The literature on solid amine sorbents for CO2 capture is largely divided into supported amines based on the grafting or impregnation of various amine types either on the surface or in the pore volume of solid supports, or the polymerization of amine-containing monomers into amine-rich polymers or copolymers. The most likely process options for employing these solid sorbents in gas separation include pressure-swing adsorption, temperature-swing adsorption, or a combination of the two. In all of these cases, the rate of gas diffusion in and out of the sorbent particles is a critical factor in determining process economics. Slow diffusion rates translate into longer sorption/desorption cycle times and larger sorbent bed sizes. Both of these factors increase processing cost for a given gas feed rate.

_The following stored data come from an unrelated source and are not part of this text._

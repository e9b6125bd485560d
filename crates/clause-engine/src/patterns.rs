//! Keyword tables and regex patterns shared by the clause rules

use lazy_static::lazy_static;
use regex::Regex;

lazy_static! {
    /// Disallowed jurisdiction phrases (UAE federal instead of ADGM)
    pub static ref DISALLOWED_JURISDICTION_RE: Regex =
        Regex::new(r"\b(uae federal courts|federal courts of the uae|uae courts)\b")
            .expect("jurisdiction pattern is valid");
}

/// Signature/execution terms whose absence flags a possible missing
/// execution block
pub const SIGNATURE_KEYWORDS: &[&str] = &["signature", "signed by", "for and on behalf of"];

/// Markers that a clause is an agreement body or closing section
pub const AGREEMENT_KEYWORDS: &[&str] = &["agreement", "this agreement", "in witness"];

/// Ownership/shareholding terms that should be accompanied by UBO
/// disclosure language
pub const OWNERSHIP_KEYWORDS: &[&str] = &["shareholder", "shares", "beneficial owner"];

/// UBO disclosure terms
pub const UBO_KEYWORDS: &[&str] = &["ubo", "ultimate beneficial owner"];

/// Hedging phrases that commonly indicate ambiguous or non-binding
/// obligations. Checked in order; only the first match is reported.
pub const AMBIGUOUS_PHRASES: &[&str] = &[
    "best efforts",
    "reasonable endeavours",
    "endeavour",
    "as soon as reasonably practicable",
    "subject to availability",
    "to the extent possible",
    "where possible",
];

/// Clauses shorter than this are not treated as execution sections
pub const EXECUTION_LENGTH_THRESHOLD: usize = 200;

/// Check whether any keyword from the group appears in the (lowercased) text
pub fn contains_any(text: &str, keywords: &[&str]) -> bool {
    keywords.iter().any(|kw| text.contains(kw))
}
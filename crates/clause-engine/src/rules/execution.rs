use crate::patterns::{
    contains_any, AGREEMENT_KEYWORDS, EXECUTION_LENGTH_THRESHOLD, SIGNATURE_KEYWORDS,
};
use shared_types::{Issue, Severity};

/// Check for a possible missing signature / execution block.
///
/// Only long clauses that read like an agreement body or closing section
/// are flagged; short operative clauses legitimately carry no signature
/// language.
pub fn check_execution_block(text_lower: &str, paragraph_index: usize) -> Vec<Issue> {
    let mut issues = Vec::new();

    if contains_any(text_lower, SIGNATURE_KEYWORDS) {
        return issues;
    }

    if text_lower.len() > EXECUTION_LENGTH_THRESHOLD
        && contains_any(text_lower, AGREEMENT_KEYWORDS)
    {
        issues.push(Issue {
            paragraph_index,
            issue: "Possible missing signature / execution block.".to_string(),
            severity: Severity::Medium,
            suggestion: "Ensure there is a signature block with printed name, title and date."
                .to_string(),
            citation: "ADGM execution signature guidance (template)".to_string(),
            alt_clause: None,
            clause_type: None,
            confidence: None,
        });
    }

    issues
}
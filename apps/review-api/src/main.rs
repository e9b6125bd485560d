//! Review Server - HTTP API for ADGM formation-document compliance review
//!
//! Provides REST endpoints for:
//! - Reference corpus ingestion
//! - Batch document analysis (checklist + clause review)
//! - Health checks

use anyhow::Result;
use axum::{
    routing::{get, post},
    Router,
};
use std::net::SocketAddr;
use std::sync::Arc;
use tower_http::trace::TraceLayer;
use tracing::info;

mod handlers;
mod state;

use state::AppState;

#[tokio::main]
async fn main() -> Result<()> {
    dotenvy::dotenv().ok();

    // Initialize tracing
    tracing_subscriber::fmt()
        .with_env_filter(
            tracing_subscriber::EnvFilter::from_default_env()
                .add_directive("review_api=info".parse()?)
                .add_directive("review_core=info".parse()?)
                .add_directive("tower_http=debug".parse()?),
        )
        .init();

    // Initialize application state
    info!("Initializing application state...");
    let state = AppState::new()?;
    let state = Arc::new(state);

    // Build router
    let app = Router::new()
        .route("/health", get(handlers::health))
        .route("/reference", post(handlers::add_reference))
        .route("/analyze", post(handlers::analyze))
        .layer(TraceLayer::new_for_http())
        .with_state(state);

    // Parse bind address
    let port: u16 = std::env::var("PORT")
        .ok()
        .and_then(|p| p.parse().ok())
        .unwrap_or(3000);

    let addr = SocketAddr::from(([0, 0, 0, 0], port));
    info!("Starting server on http://{}", addr);

    let listener = tokio::net::TcpListener::bind(addr).await?;
    axum::serve(listener, app).await?;

    Ok(())
}
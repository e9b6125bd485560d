//! Plain-text implementation of the document parse/annotate boundary
//!
//! The docx collaborator lives outside this core; what crosses the
//! boundary is a paragraph list in and an annotated copy out. This module
//! provides those operations for plain-text documents plus the pure
//! helpers the pipeline and the API reuse on in-memory text.

use shared_types::{Issue, Paragraph};
use std::collections::HashMap;
use std::path::Path;

/// Document parsing boundary: non-empty paragraphs, original ordering and
/// indices preserved.
pub trait DocumentParser {
    fn parse(&self, path: &Path) -> anyhow::Result<Vec<Paragraph>>;
}

/// Document annotation boundary: write a reviewed copy with an inline
/// annotation block after each flagged paragraph.
pub trait DocumentAnnotator {
    fn annotate(&self, path: &Path, issues: &[Issue], output_path: &Path) -> anyhow::Result<()>;
}

/// Split raw text into indexed paragraphs. Blank lines keep their index
/// (so annotation can be re-applied positionally) but are not returned.
pub fn split_paragraphs(text: &str) -> Vec<Paragraph> {
    text.lines()
        .enumerate()
        .filter_map(|(index, line)| {
            let trimmed = line.trim();
            if trimmed.is_empty() {
                None
            } else {
                Some(Paragraph {
                    index,
                    text: trimmed.to_string(),
                })
            }
        })
        .collect()
}

/// Render a reviewed copy of the text with annotation blocks inserted
/// after each flagged paragraph.
pub fn annotate_text(text: &str, issues: &[Issue]) -> String {
    let mut issues_by_index: HashMap<usize, Vec<&Issue>> = HashMap::new();
    for issue in issues {
        issues_by_index.entry(issue.paragraph_index).or_default().push(issue);
    }

    let mut out = String::new();
    for (index, line) in text.lines().enumerate() {
        out.push_str(line);
        out.push('\n');

        if let Some(flagged) = issues_by_index.get(&index) {
            for issue in flagged {
                out.push_str(&format!(
                    "  ⚠ ISSUE [{}]: {}\n    Suggestion: {}\n",
                    issue.severity, issue.issue, issue.suggestion
                ));
                if !issue.citation.is_empty() {
                    out.push_str(&format!("    Citation: {}\n", issue.citation));
                }
                if let Some(alt) = &issue.alt_clause {
                    out.push_str(&format!("    Alternative clause: {}\n", alt));
                }
            }
        }
    }
    out
}

/// Plain-text document collaborator.
pub struct TextDocument;

impl DocumentParser for TextDocument {
    fn parse(&self, path: &Path) -> anyhow::Result<Vec<Paragraph>> {
        let text = std::fs::read_to_string(path)?;
        Ok(split_paragraphs(&text))
    }
}

impl DocumentAnnotator for TextDocument {
    fn annotate(&self, path: &Path, issues: &[Issue], output_path: &Path) -> anyhow::Result<()> {
        let text = std::fs::read_to_string(path)?;
        std::fs::write(output_path, annotate_text(&text, issues))?;
        Ok(())
    }
}
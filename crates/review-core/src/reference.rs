//! Reference index adapter over a nearest-neighbor text index
//!
//! The underlying index is a black box behind [`SimilaritySearch`]; this
//! adapter normalizes its hits into [`ReferencePassage`] values (bounded
//! snippet length, defaulted metadata) and never fails the caller:
//! internal errors degrade to an empty passage list with a recorded
//! reason, so clause checking can always proceed heuristics-only.

use async_trait::async_trait;
use shared_types::ReferencePassage;
use std::collections::HashMap;
use std::sync::Arc;
use tracing::warn;

/// Maximum passage length carried into a prompt, ellipsis excluded
pub const SNIPPET_MAX_LEN: usize = 1000;

/// One raw hit from the underlying index, in descending similarity order.
#[derive(Debug, Clone)]
pub struct RawPassage {
    pub content: String,
    pub metadata: HashMap<String, String>,
}

/// Nearest-neighbor search boundary consumed by the reference index.
#[async_trait]
pub trait SimilaritySearch: Send + Sync {
    async fn similarity_search(&self, query: &str, k: usize) -> anyhow::Result<Vec<RawPassage>>;
}

/// Outcome of a retrieval attempt. `degraded` carries the reason when the
/// underlying index failed and the passage list is empty because of it.
#[derive(Debug, Clone, Default)]
pub struct RetrievalOutcome {
    pub passages: Vec<ReferencePassage>,
    pub degraded: Option<String>,
}

impl RetrievalOutcome {
    /// Assemble the prompt context: `Source: <src>\n<snippet>` per passage,
    /// blank-line separated. Empty string when there are no passages.
    pub fn context_block(&self) -> String {
        self.passages
            .iter()
            .map(|p| format!("Source: {}\n{}", p.source, p.text))
            .collect::<Vec<_>>()
            .join("\n\n")
    }
}

/// Read-only adapter over the shared reference corpus index.
#[derive(Clone)]
pub struct ReferenceIndex {
    inner: Arc<dyn SimilaritySearch>,
}

impl ReferenceIndex {
    pub fn new(inner: Arc<dyn SimilaritySearch>) -> Self {
        Self { inner }
    }

    /// Fetch the top-k passages for a query.
    ///
    /// `category_filter` narrows results to hits carrying matching category
    /// metadata; hits without category metadata pass through unfiltered
    /// (an index that doesn't support categories is silently accepted).
    pub async fn retrieve(
        &self,
        query: &str,
        k: usize,
        category_filter: Option<&str>,
    ) -> RetrievalOutcome {
        let hits = match self.inner.similarity_search(query, k).await {
            Ok(hits) => hits,
            Err(err) => {
                warn!("reference retrieval failed, continuing without context: {err:#}");
                return RetrievalOutcome {
                    passages: Vec::new(),
                    degraded: Some(err.to_string()),
                };
            }
        };

        let passages = hits
            .into_iter()
            .filter(|hit| match (category_filter, hit.metadata.get("category")) {
                (Some(wanted), Some(got)) => wanted == got,
                _ => true,
            })
            .map(|hit| {
                let source = hit
                    .metadata
                    .get("source")
                    .or_else(|| hit.metadata.get("url"))
                    .cloned()
                    .unwrap_or_else(|| "unknown".to_string());
                ReferencePassage {
                    source,
                    text: clean_snippet(&hit.content),
                    category: hit.metadata.get("category").cloned(),
                }
            })
            .collect();

        RetrievalOutcome {
            passages,
            degraded: None,
        }
    }
}

/// Trim and bound a passage to `SNIPPET_MAX_LEN` characters, marking
/// truncation with an ellipsis.
fn clean_snippet(text: &str) -> String {
    let trimmed = text.trim();
    if trimmed.chars().count() > SNIPPET_MAX_LEN {
        let cut: String = trimmed.chars().take(SNIPPET_MAX_LEN).collect();
        format!("{}...", cut)
    } else {
        trimmed.to_string()
    }
}
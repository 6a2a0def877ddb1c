//! Queueing domain models.
//!
//! | u-service-queue | Ticket office | Operating system | Network |
//! |-----------------|---------------|------------------|---------|
//! | Client | Customer | Process | Flow |
//! | Demand | Tickets requested | CPU burst | Packets |
//! | Burst policy | Per-turn rule | Time slice | Scheduling quantum |

mod burst;
mod client;

pub use burst::BurstPolicy;
pub use client::Client;
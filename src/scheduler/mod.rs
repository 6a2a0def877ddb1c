//! Single-server service scheduling.
//!
//! [`ServiceScheduler`] owns the waiting sequence and advances one unit of
//! work per call to `serve`. The discipline it was built with decides
//! admission order and what happens at turn end.
//!
//! # Concurrency
//!
//! The scheduler is a plain single-threaded state machine. The driver
//! serializes every call; nothing inside blocks, sleeps or spawns.

mod service;

pub use service::{ClientHandle, ServiceScheduler};
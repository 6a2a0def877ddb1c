//! Discrete-time single-server queue scheduling.
//!
//! Models a server with one service slot and a queue of clients. Each tick
//! gives one unit of service to the client in the slot. A burst policy
//! decides whether the client keeps the slot, and a discipline decides
//! where clients are (re-)admitted.
//!
//! # Modules
//!
//! - **`list`**: `OrderedList`, an arena-backed circular doubly-linked list
//!   with positional access and identity handles
//! - **`models`**: Domain types: `Client`, `BurstPolicy`
//! - **`discipline`**: Admission and turn-end rules: FIFO, Priority,
//!   Shortest Remaining Time, Round Robin
//! - **`scheduler`**: `ServiceScheduler`, the per-tick state machine
//! - **`simulation`**: Deterministic driver, burst log, timeline and KPIs
//! - **`config`**: Serde-loadable scheduler settings
//!
//! # Architecture
//!
//! The crate is a synchronous library. It spawns no threads, reads no
//! clock and performs no I/O; a driver owns the scheduler and calls it
//! once per tick. Events are reported through `tracing`.
//!
//! # References
//!
//! - Kleinrock (1976), "Queueing Systems, Volume 2: Computer Applications"
//! - Silberschatz et al. (2018), "Operating System Concepts", Ch. 5

pub mod config;
pub mod discipline;
pub mod error;
pub mod list;
pub mod models;
pub mod scheduler;
pub mod simulation;

pub use error::{QueueError, Result};
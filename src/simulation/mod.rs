//! Tick-driven simulation over a [`ServiceScheduler`].
//!
//! Provides a deterministic driver that admits scheduled arrivals, serves
//! one tick at a time and records what happened.
//!
//! # Records
//!
//! - **`ServiceLog`**: one row per stay in the queue (waiting, running,
//!   preempted, finished, cancelled).
//! - **`Timeline`**: which client held the slot at each tick; merges into
//!   Gantt segments.
//! - **`SimulationKpi`**: turnaround, waiting, utilization, throughput.
//!
//! [`ServiceScheduler`]: crate::scheduler::ServiceScheduler

mod driver;
mod kpi;
mod log;

pub use driver::{Departure, Simulation};
pub use kpi::SimulationKpi;
pub use log::{BurstRecord, BurstState, Segment, ServiceLog, Timeline, TimelineSlot};
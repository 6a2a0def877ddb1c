//! Simulation performance indicators.
//!
//! # Metrics
//!
//! | Metric | Definition |
//! |--------|-----------|
//! | Makespan | Ticks from start through the last completion |
//! | Avg Turnaround | Mean(completion - arrival + 1) |
//! | Avg Waiting | Mean(turnaround - ticks spent in the slot) |
//! | Utilization | Busy ticks / elapsed ticks |
//! | Throughput | Departures / elapsed ticks |

use std::collections::HashMap;

use super::Simulation;

/// Queue performance indicators. All times are in ticks.
#[derive(Debug, Clone)]
pub struct SimulationKpi {
    /// Number of departed clients.
    pub completed: usize,
    /// Ticks from the start through the last completion.
    pub makespan: i64,
    /// Mean turnaround of departed clients.
    pub avg_turnaround: f64,
    /// Mean waiting time of departed clients.
    pub avg_waiting: f64,
    /// Largest waiting time of any departed client.
    pub max_waiting: i64,
    /// Fraction of elapsed ticks the server was busy (0.0..1.0).
    pub utilization: f64,
    /// Departures per elapsed tick.
    pub throughput: f64,
    /// Number of turns each client id received.
    pub turns_by_client: HashMap<String, usize>,
}

impl SimulationKpi {
    /// Computes KPIs from a simulation's departures, log and timeline.
    pub fn calculate(simulation: &Simulation) -> Self {
        let departures = simulation.departures();
        let completed = departures.len();

        let makespan = departures
            .iter()
            .map(|d| d.completed_at - simulation.start_time() + 1)
            .max()
            .unwrap_or(0);

        let (total_turnaround, total_waiting, max_waiting) = departures.iter().fold(
            (0_i64, 0_i64, 0_i64),
            |(turnaround, waiting, max), d| {
                (
                    turnaround + d.turnaround(),
                    waiting + d.waiting(),
                    max.max(d.waiting()),
                )
            },
        );
        let mean = |total: i64| {
            if completed > 0 {
                total as f64 / completed as f64
            } else {
                0.0
            }
        };

        let elapsed = simulation.elapsed();
        let per_tick = |count: usize| {
            if elapsed > 0 {
                count as f64 / elapsed as f64
            } else {
                0.0
            }
        };

        let mut turns_by_client: HashMap<String, usize> = HashMap::new();
        for row in simulation.log().rows().iter().filter(|r| r.served > 0) {
            *turns_by_client.entry(row.client_id.clone()).or_default() += 1;
        }

        Self {
            completed,
            makespan,
            avg_turnaround: mean(total_turnaround),
            avg_waiting: mean(total_waiting),
            max_waiting,
            utilization: per_tick(simulation.timeline().busy_ticks()),
            throughput: per_tick(completed),
            turns_by_client,
        }
    }
}

#[cfg(test)]
mod tests {
    use super::*;
    use crate::models::{BurstPolicy, Client};
    use crate::scheduler::ServiceScheduler;

    #[test]
    fn test_kpi_run_to_completion() {
        let mut sim = Simulation::new(ServiceScheduler::new(BurstPolicy::RunToCompletion).unwrap());
        sim.add_arrival(Client::new("A", 2, 0).unwrap()).unwrap();
        sim.add_arrival(Client::new("B", 2, 0).unwrap()).unwrap();
        sim.add_arrival(Client::new("C", 1, 6).unwrap()).unwrap();
        sim.run_until_idle(20).unwrap();

        let kpi = SimulationKpi::calculate(&sim);
        assert_eq!(kpi.completed, 3);
        // A: 0-1, B: 2-3, idle 4-5, C: 6
        assert_eq!(kpi.makespan, 7);
        assert!((kpi.avg_turnaround - (2.0 + 4.0 + 1.0) / 3.0).abs() < 1e-10);
        assert!((kpi.avg_waiting - 2.0 / 3.0).abs() < 1e-10);
        assert_eq!(kpi.max_waiting, 2);
        assert!((kpi.utilization - 5.0 / 7.0).abs() < 1e-10);
        assert!((kpi.throughput - 3.0 / 7.0).abs() < 1e-10);
    }

    #[test]
    fn test_kpi_turns_under_round_robin() {
        let mut sim = Simulation::new(ServiceScheduler::round_robin(1).unwrap());
        sim.add_arrival(Client::new("A", 3, 0).unwrap()).unwrap();
        sim.add_arrival(Client::new("B", 1, 0).unwrap()).unwrap();
        sim.run_until_idle(20).unwrap();

        let kpi = SimulationKpi::calculate(&sim);
        assert_eq!(kpi.turns_by_client.get("A"), Some(&3));
        assert_eq!(kpi.turns_by_client.get("B"), Some(&1));
        assert!((kpi.utilization - 1.0).abs() < 1e-10);
    }

    #[test]
    fn test_kpi_empty_simulation() {
        let sim = Simulation::new(ServiceScheduler::new(BurstPolicy::EveryTick).unwrap());
        let kpi = SimulationKpi::calculate(&sim);
        assert_eq!(kpi.completed, 0);
        assert_eq!(kpi.makespan, 0);
        assert_eq!(kpi.avg_waiting, 0.0);
        assert_eq!(kpi.utilization, 0.0);
    }
}
//! Scheduler configuration.
//!
//! A [`SchedulerConfig`] can be built in code or deserialized from a
//! driver's settings file, then turned into a [`ServiceScheduler`].
//!
//! # Example
//!
//! ```
//! use u_service_queue::config::{DisciplineConfig, SchedulerConfig};
//! use u_service_queue::models::BurstPolicy;
//!
//! let scheduler = SchedulerConfig::new(BurstPolicy::FixedQuantum(3))
//!     .with_discipline(DisciplineConfig::RoundRobin)
//!     .build()
//!     .unwrap();
//! assert_eq!(scheduler.discipline().name(), "RR");
//! ```

use serde::{Deserialize, Serialize};
use tracing::debug;

use crate::discipline::{
    Discipline, Fifo, Priority, RandomPriority, RoundRobin, ShortestRemainingTime,
};
use crate::error::Result;
use crate::models::BurstPolicy;
use crate::scheduler::ServiceScheduler;

fn default_min_priority() -> i32 {
    1
}

fn default_max_priority() -> i32 {
    5
}

/// Which discipline to run.
#[derive(Debug, Clone, Default, PartialEq, Eq, Serialize, Deserialize)]
#[serde(tag = "kind", rename_all = "snake_case")]
pub enum DisciplineConfig {
    /// First In, First Out.
    #[default]
    Fifo,
    /// Priority order; clients without a priority get a random one.
    Priority {
        /// Lowest assignable priority.
        #[serde(default = "default_min_priority")]
        min: i32,
        /// Highest assignable priority.
        #[serde(default = "default_max_priority")]
        max: i32,
        /// Seed for reproducible assignment.
        #[serde(default)]
        seed: Option<u64>,
    },
    /// Priority order; clients must carry a priority.
    StrictPriority,
    /// Shortest remaining demand first.
    ShortestRemainingTime,
    /// Round robin (requires a fixed quantum).
    RoundRobin,
}

/// Scheduler settings.
#[derive(Debug, Clone, Default, PartialEq, Eq, Serialize, Deserialize)]
pub struct SchedulerConfig {
    /// How long an occupant keeps the slot.
    #[serde(default)]
    pub burst: BurstPolicy,
    /// Admission and rotation rules.
    #[serde(default)]
    pub discipline: DisciplineConfig,
}

impl SchedulerConfig {
    /// FIFO under the given burst policy.
    pub fn new(burst: BurstPolicy) -> Self {
        Self {
            burst,
            discipline: DisciplineConfig::Fifo,
        }
    }

    /// Round robin with quantum `quantum`.
    pub fn round_robin(quantum: usize) -> Self {
        Self::new(BurstPolicy::FixedQuantum(quantum)).with_discipline(DisciplineConfig::RoundRobin)
    }

    /// Sets the discipline.
    pub fn with_discipline(mut self, discipline: DisciplineConfig) -> Self {
        self.discipline = discipline;
        self
    }

    /// Validates the settings and constructs the scheduler.
    ///
    /// Fails with `InvalidArgument` for a zero quantum, an empty priority
    /// range, or round robin without a fixed quantum.
    pub fn build(&self) -> Result<ServiceScheduler> {
        let discipline: Box<dyn Discipline> = match &self.discipline {
            DisciplineConfig::Fifo => Box::new(Fifo),
            DisciplineConfig::Priority { min, max, seed } => {
                let policy = match seed {
                    Some(seed) => RandomPriority::seeded(*min, *max, *seed)?,
                    None => RandomPriority::new(*min, *max)?,
                };
                Box::new(Priority::with_policy(policy))
            }
            DisciplineConfig::StrictPriority => Box::new(Priority::strict()),
            DisciplineConfig::ShortestRemainingTime => Box::new(ShortestRemainingTime),
            DisciplineConfig::RoundRobin => Box::new(RoundRobin),
        };
        debug!(burst = ?self.burst, discipline = discipline.name(), "building scheduler");
        ServiceScheduler::from_boxed(self.burst, discipline)
    }
}

#[cfg(test)]
mod tests {
    use super::*;
    use crate::error::QueueError;
    use crate::models::Client;

    #[test]
    fn test_default_config() {
        let config = SchedulerConfig::default();
        assert_eq!(config.burst, BurstPolicy::RunToCompletion);
        assert_eq!(config.discipline, DisciplineConfig::Fifo);
        assert_eq!(config.build().unwrap().discipline().name(), "FIFO");
    }

    #[test]
    fn test_deserialize_round_robin() {
        let config: SchedulerConfig = serde_json::from_str(
            r#"{"burst":{"fixed_quantum":5},"discipline":{"kind":"round_robin"}}"#,
        )
        .unwrap();
        assert_eq!(config, SchedulerConfig::round_robin(5));
        let scheduler = config.build().unwrap();
        assert_eq!(scheduler.policy().quantum(), Some(5));
    }

    #[test]
    fn test_deserialize_priority_defaults() {
        let config: SchedulerConfig =
            serde_json::from_str(r#"{"burst":"every_tick","discipline":{"kind":"priority","seed":9}}"#)
                .unwrap();
        assert_eq!(
            config.discipline,
            DisciplineConfig::Priority {
                min: 1,
                max: 5,
                seed: Some(9)
            }
        );

        let mut scheduler = config.build().unwrap();
        let handle = scheduler.enqueue(Client::new("A", 1, 0).unwrap()).unwrap();
        let priority = scheduler.client(handle).and_then(|c| c.priority);
        assert!(priority.is_some_and(|p| (1..=5).contains(&p)));
    }

    #[test]
    fn test_invalid_configs() {
        assert!(matches!(
            SchedulerConfig::new(BurstPolicy::FixedQuantum(0)).build(),
            Err(QueueError::InvalidArgument(_))
        ));
        assert!(matches!(
            SchedulerConfig::new(BurstPolicy::EveryTick)
                .with_discipline(DisciplineConfig::RoundRobin)
                .build(),
            Err(QueueError::InvalidArgument(_))
        ));
        assert!(matches!(
            SchedulerConfig::new(BurstPolicy::EveryTick)
                .with_discipline(DisciplineConfig::Priority {
                    min: 3,
                    max: 1,
                    seed: None
                })
                .build(),
            Err(QueueError::InvalidArgument(_))
        ));
    }

    #[test]
    fn test_serialize_roundtrip_shape() {
        let config = SchedulerConfig::new(BurstPolicy::RunToCompletion)
            .with_discipline(DisciplineConfig::ShortestRemainingTime);
        let json = serde_json::to_string(&config).unwrap();
        assert_eq!(
            json,
            r#"{"burst":"run_to_completion","discipline":{"kind":"shortest_remaining_time"}}"#
        );
    }
}
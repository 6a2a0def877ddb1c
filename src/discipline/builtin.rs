//! FIFO, shortest-remaining-time and round-robin disciplines.

use super::{insert_before_first, AdmissionContext, Discipline};
use crate::error::{QueueError, Result};
use crate::models::{BurstPolicy, Client};

/// First In, First Out.
///
/// Admits at the tail. An unfinished occupant is rotated to the tail.
#[derive(Debug, Clone, Copy, Default)]
pub struct Fifo;

impl Discipline for Fifo {
    fn name(&self) -> &'static str {
        "FIFO"
    }

    fn admission_position(&self, _client: &Client, context: &AdmissionContext<'_>) -> usize {
        context.queue.len()
    }

    fn description(&self) -> &'static str {
        "First In, First Out"
    }
}

/// Shortest Remaining Time.
///
/// Admits before the first client with strictly more remaining demand,
/// so ties keep arrival order. An arrival that lands in the service slot
/// while the occupant is mid-turn preempts it.
#[derive(Debug, Clone, Copy, Default)]
pub struct ShortestRemainingTime;

impl Discipline for ShortestRemainingTime {
    fn name(&self) -> &'static str {
        "SRT"
    }

    fn admission_position(&self, client: &Client, context: &AdmissionContext<'_>) -> usize {
        let demand = client.remaining_demand();
        insert_before_first(context.queue, 0, |queued| demand < queued.remaining_demand())
    }

    fn description(&self) -> &'static str {
        "Shortest Remaining Time"
    }
}

/// Round Robin.
///
/// FIFO admission under a mandatory fixed quantum.
#[derive(Debug, Clone, Copy, Default)]
pub struct RoundRobin;

impl Discipline for RoundRobin {
    fn name(&self) -> &'static str {
        "RR"
    }

    fn check_policy(&self, policy: &BurstPolicy) -> Result<()> {
        match policy {
            BurstPolicy::FixedQuantum(_) => Ok(()),
            other => Err(QueueError::invalid(format!(
                "round robin requires a fixed quantum, got {other:?}"
            ))),
        }
    }

    fn admission_position(&self, _client: &Client, context: &AdmissionContext<'_>) -> usize {
        context.queue.len()
    }

    fn description(&self) -> &'static str {
        "Round Robin"
    }
}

Whereas the above solid amine sorbents have achieved acceptably high levels of CO2 sorption capacity, there is a general recognition that insufficient gas diffusion rates in these materials is a major limitation to their commercial utilization. Hence, a strong need exists for a sorbent design that imparts increased gas diffusion rates while maintaining high CO2 sorption capacity and cycle stability and at low cost.
U.S. Pat. No. 4,857,582 describes a process for preparing colloidal suspensions of polysiloxanes. The process includes introducing alkoxysilanes into an aqueous solution, along with an emulsifier, to form polysiloxanes. The alkoxysilanes can optionally include an aminoalkyl group, such as an N-(2-aminoethyl)-3-aminopropyl group. The process does not involve introduction of CO2.
A paper presented by Sae-Ung et al. as part of the 8th World Congress of Chemical Engineering described formation of a mesoporous material based on co-condensation of tetraethoxysilane and N-(2-aminoethyl)-3-aminopropyl triethoxysilane. Pores were formed in the mesoporous material by using a surfactant template as part of the condensation reaction and then extracting the template. During formation of the mesoporous material, CO2 was not introduced into the reaction mixture.
An article by Alauzun et al. that can be found at Chem. Mater., Vol. 20, pg 503 (2008) describes formation of amine-functionalized organosilicas. CO2 is introduced into the reaction mixture prior to triggering a condensation reaction. Due to carbamates formed from interaction of the CO2 with the amine-functionalized organosilicas, the reaction results in formation of a condensation product with at least some long range order.